Vaatbundels vervoeren het water met opgeloste stoffen van de wortels naar de bladeren. In de bladeren vertakken de vaatbundels zich in nerven. Zo word het water naar alle delen van de bladeren vervoerd.

Voor fotosynthese is er energie nodig, die energie komt van de (zon)licht. Voor fotosynthese is ook een geschrikte tempratuur nodig. Met koud weer is er geen fotosynthese. Bij fotosynthese ontstaat:
 Glucose word door de plant gebruikt als brandstof en als grondstof om allerlei stoffen te maken.
 Het grootste deel van zuurstof word via de huidmondjes afgegeven aan de lucht.

Stevigheid door water:
De opperhuid en het weefsel met bladgroenkorrels krijgen stevigheid door het vocht in de vacuole (het water helemaal binnen in een cellen).
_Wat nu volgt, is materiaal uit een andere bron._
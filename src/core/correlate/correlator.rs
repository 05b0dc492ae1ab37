//! Report correlation
//!
//! Joins the five extracts into one [`CorrelatedReport`] per report id in the
//! universe. The master, reaction, link and drug passes and the indication
//! index build each run on their own scoped thread and return an independent
//! map. This thread then aligns indications against the drug order and
//! merges everything into the final records.

use super::indication::{align_indications, IndicationIndex};
use super::passes::{drug_pass, link_pass, master_pass, reaction_pass};
use crate::config::LayoutConfig;
use crate::domain::{CorrelatedReport, ExtractSet, Linkage, ReportId};
use std::collections::{BTreeMap, BTreeSet};
use std::thread;
use std::time::Instant;

/// Counters describing one correlation
#[derive(Debug, Clone, Default, PartialEq, Eq)]
pub struct CorrelationStats {
    /// Reports built
    pub reports: usize,
    /// Reports with no usable master row (default scalars)
    pub without_master: usize,
    /// Reports with a link row
    pub linked: usize,
    /// Drug slots across all reports
    pub drug_slots: usize,
    /// Reaction slots across all reports
    pub reaction_slots: usize,
    /// Drug slots that received a non-empty indication
    pub indications_matched: usize,
}

/// Correlated records keyed by report id, plus stats
#[derive(Debug, Clone, Default)]
pub struct Correlation {
    pub reports: BTreeMap<ReportId, CorrelatedReport>,
    pub stats: CorrelationStats,
}

/// Builds correlated reports from the extracts
#[derive(Debug, Clone, Default)]
pub struct Correlator {
    layout: LayoutConfig,
}

impl Correlator {
    pub fn new(layout: LayoutConfig) -> Self {
        Self { layout }
    }

    /// Correlates every id in `universe`
    ///
    /// Every id gets a record, even when it has no rows in some or all
    /// extracts: its scalars default to empty strings, its drug and reaction
    /// slots are empty, and its linkage is the absent-link placeholder.
    pub fn correlate(&self, universe: &BTreeSet<ReportId>, extracts: &ExtractSet) -> Correlation {
        let started = Instant::now();
        let layout = &self.layout;

        let (mut scalars, mut reactions, mut links, drugs, index) = thread::scope(|scope| {
            let master = scope.spawn(|| master_pass(universe, &extracts.master, &layout.master));
            let reaction =
                scope.spawn(|| reaction_pass(universe, &extracts.reaction, &layout.reaction));
            let link = scope.spawn(|| link_pass(universe, &extracts.link, &layout.link));
            let drug = scope.spawn(|| drug_pass(universe, &extracts.drug, &layout.drug));
            let indication = scope.spawn(|| {
                IndicationIndex::build(universe, &extracts.indication, &layout.indication)
            });

            (
                join_pass(master),
                join_pass(reaction),
                join_pass(link),
                join_pass(drug),
                join_pass(indication),
            )
        });

        let mut indications = align_indications(&drugs.order, &index);
        let mut drug_slots = drugs.slots;

        let mut stats = CorrelationStats::default();
        let mut reports = BTreeMap::new();

        for report_id in universe {
            let mut report = CorrelatedReport::skeleton(report_id.clone());

            match scalars.remove(report_id) {
                Some(values) => {
                    report.scalars = values;
                    report.has_master = true;
                }
                None => stats.without_master += 1,
            }

            if let Some(linkage) = links.remove(report_id) {
                report.linkage = linkage;
                stats.linked += 1;
            } else {
                report.linkage = Linkage::none();
            }

            report.reactions = reactions.remove(report_id).unwrap_or_default();

            let mut slots = drug_slots.remove(report_id).unwrap_or_default();
            if let Some(aligned) = indications.remove(report_id) {
                for (slot, indication) in slots.iter_mut().zip(aligned) {
                    if !indication.is_empty() {
                        stats.indications_matched += 1;
                    }
                    slot.indication = indication;
                }
            }
            report.drugs = slots;

            stats.drug_slots += report.drugs.len();
            stats.reaction_slots += report.reactions.len();
            reports.insert(report_id.clone(), report);
        }
        stats.reports = reports.len();

        tracing::info!(
            reports = stats.reports,
            without_master = stats.without_master,
            linked = stats.linked,
            drug_slots = stats.drug_slots,
            reaction_slots = stats.reaction_slots,
            indications_matched = stats.indications_matched,
            indexed_reports = index.report_count(),
            "Correlation complete"
        );
        crate::log_stage_complete!("correlate", stats.reports, started.elapsed());

        Correlation { reports, stats }
    }
}

/// Joins a pass thread, re-raising its panic on this thread
fn join_pass<T>(handle: thread::ScopedJoinHandle<'_, T>) -> T {
    handle
        .join()
        .unwrap_or_else(|payload| std::panic::resume_unwind(payload))
}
Het vocht in de vacuole drukt tegen de celmembraan tegen de celwand. De celwand kan niet uitrekken en duwt terug. Hoe meer vocht in de vacuole hoe groter de druk word. De stevigheid is dus afhankelijk van de hoeveel water in de plant/vacuole. hoe er minder water in de vacuole zit hoe minder de druk is. Dus ook hoe slap die gaat hangen. Als je weer water geeft knap die langzaam weer op.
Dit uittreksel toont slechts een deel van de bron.